### EXERCISE BRIEF
Once a line is found to contain "DateTime", copy it out of the listing.

### INFORMATION PROVIDED

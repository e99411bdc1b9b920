//! Diagnostic logging via `tracing`.
//!
//! Console diagnostics go to stderr so report output on stdout stays clean.
//! An optional log file receives events without ANSI escapes and is always
//! opened in append mode. The file records at `info` or finer regardless of
//! the console level, so every run leaves a trace in it.

use std::fs::{self, OpenOptions};
use std::io;
use std::path::{Path, PathBuf};
use tracing_subscriber::filter::LevelFilter;
use tracing_subscriber::fmt::time::ChronoLocal;
use tracing_subscriber::{
    fmt, layer::SubscriberExt, util::SubscriberInitExt, EnvFilter, Layer, Registry,
};

/// Environment variable that overrides the level derived from flags.
pub const LOG_ENV: &str = "SPINTOOLS_LOG";

/// Logging options collected from the command line.
#[derive(Debug, Clone, Default)]
pub struct LoggingConfig {
    pub verbose: bool,
    pub debug: bool,
    pub color: bool,
    pub file: Option<PathBuf>,
}

impl LoggingConfig {
    /// Level directive implied by `-v`/`-d`.
    pub fn level(&self) -> &'static str {
        if self.debug {
            "debug"
        } else if self.verbose {
            "info"
        } else {
            "warn"
        }
    }
}

fn build_env_filter(config: &LoggingConfig) -> EnvFilter {
    EnvFilter::try_from_env(LOG_ENV).unwrap_or_else(|_| EnvFilter::new(config.level()))
}

/// Level for the log file layer: `debug` with `-d`, otherwise `info`.
fn file_level(config: &LoggingConfig) -> LevelFilter {
    if config.debug {
        LevelFilter::DEBUG
    } else {
        LevelFilter::INFO
    }
}

fn open_log_file(path: &Path) -> io::Result<fs::File> {
    if let Some(parent) = path.parent() {
        if !parent.as_os_str().is_empty() {
            fs::create_dir_all(parent)?;
        }
    }
    OpenOptions::new().create(true).append(true).open(path)
}

/// Install the global subscriber. Calling it twice is harmless; the second
/// install is ignored.
pub fn init_logging(config: &LoggingConfig) -> io::Result<()> {
    let console = fmt::layer()
        .with_target(false)
        .with_timer(ChronoLocal::new("%Y-%m-%d %H:%M:%S".to_string()))
        .with_ansi(config.color)
        .with_writer(io::stderr)
        .with_filter(build_env_filter(config));

    let file_layer = match config.file.as_ref() {
        Some(path) => {
            let file = open_log_file(path)?;
            Some(
                fmt::layer()
                    .with_target(false)
                    .with_timer(ChronoLocal::new("%Y-%m-%d %H:%M:%S".to_string()))
                    .with_ansi(false)
                    .with_writer(std::sync::Mutex::new(file))
                    .with_filter(file_level(config)),
            )
        }
        None => None,
    };

    let _ = Registry::default().with(console).with(file_layer).try_init();
    Ok(())
}

#[cfg(test)]
mod tests {
    use super::*;
    use tempfile::tempdir;

    #[test]
    fn test_level_follows_flags() {
        let mut cfg = LoggingConfig::default();
        assert_eq!(cfg.level(), "warn");
        cfg.verbose = true;
        assert_eq!(cfg.level(), "info");
        cfg.debug = true;
        assert_eq!(cfg.level(), "debug");
    }

    #[test]
    fn test_file_level_records_info_without_flags() {
        let mut cfg = LoggingConfig::default();
        assert_eq!(file_level(&cfg), LevelFilter::INFO);
        cfg.verbose = true;
        assert_eq!(file_level(&cfg), LevelFilter::INFO);
        cfg.debug = true;
        assert_eq!(file_level(&cfg), LevelFilter::DEBUG);
    }

    #[test]
    fn test_log_file_parent_is_created() {
        let dir = tempdir().unwrap();
        let path = dir.path().join("logs/nested/run.log");
        open_log_file(&path).unwrap();
        assert!(path.exists());
    }
}
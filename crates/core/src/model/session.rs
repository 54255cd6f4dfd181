use chrono::{DateTime, Utc};
use thiserror::Error;

use crate::grading::Verdict;

#[derive(Debug, Error, Clone, PartialEq, Eq)]
#[non_exhaustive]
pub enum SessionSummaryError {
    #[error("completed_at is before started_at")]
    InvalidTimeRange,
}

/// Tally of a finished (or abandoned) quiz run.
///
/// Summaries live only as long as the session; nothing is persisted.
#[derive(Debug, Clone, PartialEq, Eq)]
pub struct SessionSummary {
    started_at: DateTime<Utc>,
    completed_at: Option<DateTime<Utc>>,
    total_questions: usize,
    correct: usize,
    incorrect: usize,
    submitted: usize,
}

impl SessionSummary {
    /// Build a summary from the verdicts recorded so far.
    ///
    /// `total_questions` is the size of the session pool; it may exceed the
    /// number of verdicts while the session is still running.
    ///
    /// # Errors
    ///
    /// Returns `SessionSummaryError::InvalidTimeRange` if `completed_at` is before `started_at`.
    pub fn from_verdicts(
        started_at: DateTime<Utc>,
        completed_at: Option<DateTime<Utc>>,
        total_questions: usize,
        verdicts: &[Verdict],
    ) -> Result<Self, SessionSummaryError> {
        if completed_at.is_some_and(|done| done < started_at) {
            return Err(SessionSummaryError::InvalidTimeRange);
        }

        let mut correct = 0_usize;
        let mut incorrect = 0_usize;
        let mut submitted = 0_usize;
        for verdict in verdicts {
            match verdict {
                Verdict::Correct => correct += 1,
                Verdict::Incorrect => incorrect += 1,
                Verdict::Submitted => submitted += 1,
            }
        }

        Ok(Self {
            started_at,
            completed_at,
            total_questions,
            correct,
            incorrect,
            submitted,
        })
    }

    #[must_use]
    pub fn started_at(&self) -> DateTime<Utc> {
        self.started_at
    }

    #[must_use]
    pub fn completed_at(&self) -> Option<DateTime<Utc>> {
        self.completed_at
    }

    #[must_use]
    pub fn total_questions(&self) -> usize {
        self.total_questions
    }

    #[must_use]
    pub fn answered(&self) -> usize {
        self.correct + self.incorrect + self.submitted
    }

    #[must_use]
    pub fn correct(&self) -> usize {
        self.correct
    }

    #[must_use]
    pub fn incorrect(&self) -> usize {
        self.incorrect
    }

    /// Open questions acknowledged without a score.
    #[must_use]
    pub fn submitted(&self) -> usize {
        self.submitted
    }

    /// Number of questions that were scored (mcq and chain).
    #[must_use]
    pub fn graded(&self) -> usize {
        self.correct + self.incorrect
    }
}
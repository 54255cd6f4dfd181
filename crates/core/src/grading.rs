//! Pure grading of a submission against the question's answer key.

use thiserror::Error;

use crate::model::{Answer, Question, QuestionBody, QuestionType};

#[derive(Debug, Error, Clone, PartialEq, Eq)]
#[non_exhaustive]
pub enum GradingError {
    #[error("a {got} answer cannot grade a {expected} question")]
    AnswerMismatch {
        expected: QuestionType,
        got: QuestionType,
    },
}

/// Outcome of grading one submission.
#[derive(Debug, Clone, Copy, PartialEq, Eq, Hash)]
pub enum Verdict {
    Correct,
    Incorrect,
    /// Open questions are acknowledged, never scored.
    Submitted,
}

impl Verdict {
    /// Short feedback line for display.
    #[must_use]
    pub fn label(self, kind: QuestionType) -> &'static str {
        match (self, kind) {
            (Verdict::Correct, QuestionType::Chain) => "Correct order",
            (Verdict::Incorrect, QuestionType::Chain) => "Wrong order",
            (Verdict::Correct, _) => "Correct",
            (Verdict::Incorrect, _) => "Incorrect",
            (Verdict::Submitted, _) => "Submitted",
        }
    }
}

/// Reference material made available once a question has been answered.
#[derive(Debug, Clone, PartialEq, Eq)]
pub enum Reveal {
    Choice(usize),
    KeyPoints(Vec<String>),
    Order(Vec<usize>),
}

#[derive(Debug, Clone, PartialEq, Eq)]
pub struct Feedback {
    pub verdict: Verdict,
    pub reveal: Reveal,
}

/// Grade `answer` for `question`.
///
/// - mcq: correct iff the chosen index equals the key.
/// - open: always `Submitted`, revealing the key points.
/// - chain: correct iff the picked order equals the key element for element.
///
/// # Errors
///
/// Returns `GradingError::AnswerMismatch` if the answer is for another question type.
pub fn grade(question: &Question, answer: &Answer) -> Result<Feedback, GradingError> {
    match (question.body(), answer) {
        (QuestionBody::Mcq { answer: key, .. }, Answer::Choice(chosen)) => Ok(Feedback {
            verdict: verdict(chosen == key),
            reveal: Reveal::Choice(*key),
        }),
        (QuestionBody::Open { key_points }, Answer::Reveal) => Ok(Feedback {
            verdict: Verdict::Submitted,
            reveal: Reveal::KeyPoints(key_points.clone()),
        }),
        (QuestionBody::Chain { correct_order, .. }, Answer::Order(picked)) => Ok(Feedback {
            verdict: verdict(picked == correct_order),
            reveal: Reveal::Order(correct_order.clone()),
        }),
        _ => Err(GradingError::AnswerMismatch {
            expected: question.kind(),
            got: answer.kind(),
        }),
    }
}

fn verdict(correct: bool) -> Verdict {
    if correct {
        Verdict::Correct
    } else {
        Verdict::Incorrect
    }
}
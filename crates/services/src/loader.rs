use std::sync::Arc;

use futures::future::{try_join, try_join_all};
use tracing::debug;

use quiz_core::model::{Question, QuestionBank, SourceId, UnitName};
use storage::{QuestionSource, parse_chain_records, parse_unit_records};

use crate::config::UnitEntry;
use crate::error::LoadError;

/// Fetches the selected units (and the shared chain source) into a fresh bank.
#[derive(Clone)]
pub struct BankLoader {
    source: Arc<dyn QuestionSource>,
}

impl BankLoader {
    #[must_use]
    pub fn new(source: Arc<dyn QuestionSource>) -> Self {
        Self { source }
    }

    /// Load `units` and, when given, route the chain records of `chains`
    /// into their buckets.
    ///
    /// All sources are fetched concurrently and joined; the first failure
    /// aborts the load and no bank is returned. Chain records naming a unit
    /// that was not selected are dropped.
    ///
    /// # Errors
    ///
    /// Returns `LoadError::NoUnitsSelected` before any fetch if `units` is empty,
    /// and `LoadError::Source` for unavailable sources or malformed records.
    pub async fn load(
        &self,
        units: &[UnitEntry],
        chains: Option<&SourceId>,
    ) -> Result<QuestionBank, LoadError> {
        if units.is_empty() {
            return Err(LoadError::NoUnitsSelected);
        }

        let unit_loads = try_join_all(units.iter().map(|entry| self.load_unit(entry)));
        let chain_load = async {
            match chains {
                Some(id) => self.load_chains(id).await.map(Some),
                None => Ok(None),
            }
        };
        let (buckets, chain_questions) = try_join(unit_loads, chain_load).await?;

        let mut bank = QuestionBank::new();
        for (unit, questions) in buckets {
            bank.insert_unit(unit, questions);
        }

        for question in chain_questions.into_iter().flatten() {
            let unit = question.unit().clone();
            if !bank.route(question) {
                debug!(%unit, "dropping chain question for unselected unit");
            }
        }

        debug!(units = units.len(), questions = bank.len(), "question bank loaded");
        Ok(bank)
    }

    async fn load_unit(&self, entry: &UnitEntry) -> Result<(UnitName, Vec<Question>), LoadError> {
        let text = self.source.fetch(&entry.source).await?;
        let questions = parse_unit_records(&entry.source, &text, &entry.name)?;
        debug!(unit = %entry.name, source = %entry.source, count = questions.len(), "unit loaded");
        Ok((entry.name.clone(), questions))
    }

    async fn load_chains(&self, id: &SourceId) -> Result<Vec<Question>, LoadError> {
        let text = self.source.fetch(id).await?;
        let questions = parse_chain_records(id, &text)?;
        debug!(source = %id, count = questions.len(), "chain source loaded");
        Ok(questions)
    }
}
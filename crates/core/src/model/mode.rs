use serde::{Deserialize, Serialize};
use std::fmt;
use std::str::FromStr;
use thiserror::Error;

use crate::model::question::{Question, QuestionType};

#[derive(Debug, Error, Clone, PartialEq, Eq)]
#[error("unknown quiz mode: {raw} (expected mcq, open, chain or mixed)")]
pub struct QuizModeError {
    pub raw: String,
}

/// Filter restricting a session to one question type, or all of them.
#[derive(Debug, Clone, Copy, PartialEq, Eq, Hash, Default, Serialize, Deserialize)]
#[serde(rename_all = "lowercase")]
pub enum QuizMode {
    Mcq,
    Open,
    Chain,
    #[default]
    Mixed,
}

impl QuizMode {
    /// Returns true when a question of `kind` belongs in a session of this mode.
    #[must_use]
    pub fn admits_kind(self, kind: QuestionType) -> bool {
        match self {
            QuizMode::Mixed => true,
            QuizMode::Mcq => kind == QuestionType::Mcq,
            QuizMode::Open => kind == QuestionType::Open,
            QuizMode::Chain => kind == QuestionType::Chain,
        }
    }

    #[must_use]
    pub fn admits(self, question: &Question) -> bool {
        self.admits_kind(question.kind())
    }

    #[must_use]
    pub fn as_str(self) -> &'static str {
        match self {
            QuizMode::Mcq => "mcq",
            QuizMode::Open => "open",
            QuizMode::Chain => "chain",
            QuizMode::Mixed => "mixed",
        }
    }
}

impl fmt::Display for QuizMode {
    fn fmt(&self, f: &mut fmt::Formatter<'_>) -> fmt::Result {
        f.write_str(self.as_str())
    }
}

impl FromStr for QuizMode {
    type Err = QuizModeError;

    fn from_str(s: &str) -> Result<Self, Self::Err> {
        match s.trim().to_ascii_lowercase().as_str() {
            "mcq" => Ok(QuizMode::Mcq),
            "open" => Ok(QuizMode::Open),
            "chain" => Ok(QuizMode::Chain),
            "mixed" => Ok(QuizMode::Mixed),
            _ => Err(QuizModeError { raw: s.to_string() }),
        }
    }
}
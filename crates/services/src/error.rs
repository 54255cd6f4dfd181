//! Shared error types for the services crate.

use std::path::PathBuf;

use thiserror::Error;

use quiz_core::GradingError;
use quiz_core::model::{SelectionError, SessionSummaryError};
use storage::SourceError;

/// Errors emitted by `BankLoader`.
#[derive(Debug, Error)]
#[non_exhaustive]
pub enum LoadError {
    #[error("select at least one unit")]
    NoUnitsSelected,
    #[error(transparent)]
    Source(#[from] SourceError),
}

/// Errors emitted by `QuizSession`.
#[derive(Debug, Error, Clone, PartialEq, Eq)]
#[non_exhaustive]
pub enum SessionError {
    #[error("no questions available for session")]
    Empty,
    #[error("no session in progress")]
    NotStarted,
    #[error("session already completed")]
    Completed,
    #[error(transparent)]
    Selection(#[from] SelectionError),
    #[error(transparent)]
    Grading(#[from] GradingError),
    #[error(transparent)]
    Summary(#[from] SessionSummaryError),
}

/// Errors emitted by `QuizController`.
///
/// Every variant is recoverable: the user may fix the input and retry.
#[derive(Debug, Error)]
#[non_exhaustive]
pub enum QuizError {
    #[error("select at least one unit")]
    NoUnitsSelected,
    #[error("unknown unit: {0}")]
    UnknownUnit(String),
    #[error(transparent)]
    Source(SourceError),
    #[error(transparent)]
    Session(#[from] SessionError),
}

impl QuizError {
    /// True for fetch failures (missing file, network error, bad status).
    #[must_use]
    pub fn is_source_unavailable(&self) -> bool {
        matches!(self, QuizError::Source(SourceError::Unavailable { .. }))
    }

    /// True when a source contained a line that is not a valid question.
    #[must_use]
    pub fn is_malformed(&self) -> bool {
        matches!(self, QuizError::Source(SourceError::MalformedRecord { .. }))
    }
}

impl From<LoadError> for QuizError {
    fn from(err: LoadError) -> Self {
        match err {
            LoadError::NoUnitsSelected => QuizError::NoUnitsSelected,
            LoadError::Source(source) => QuizError::Source(source),
        }
    }
}

/// Errors emitted while reading the units catalog.
#[derive(Debug, Error)]
#[non_exhaustive]
pub enum ConfigError {
    #[error("failed to read catalog {path}: {source}")]
    Io {
        path: PathBuf,
        source: std::io::Error,
    },
    #[error("invalid catalog: {0}")]
    Parse(#[from] toml::de::Error),
    #[error("catalog lists no units")]
    NoUnits,
    #[error("unit {0} is listed more than once")]
    DuplicateUnit(String),
    #[error("default count must be > 0")]
    InvalidDefaultCount,
    #[error("invalid data root {raw}: {reason}")]
    InvalidDataRoot { raw: String, reason: String },
}
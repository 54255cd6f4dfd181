mod plan;
mod progress;
mod service;
mod view;

// Public API of the session subsystem.
pub use crate::error::SessionError;
pub use plan::{SessionBuilder, SessionPlan};
pub use progress::{Advance, SessionPhase, SessionProgress};
pub use service::QuizSession;
pub use view::QuestionView;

### ANSWER FOR THE TASK
use chrono::{DateTime, Utc};
    started_at: DateTime<Utc>,
    completed_at: Option<DateTime<Utc>>,
        started_at: DateTime<Utc>,
        completed_at: Option<DateTime<Utc>>,
    pub fn started_at(&self) -> DateTime<Utc> {
    pub fn completed_at(&self) -> Option<DateTime<Utc>> {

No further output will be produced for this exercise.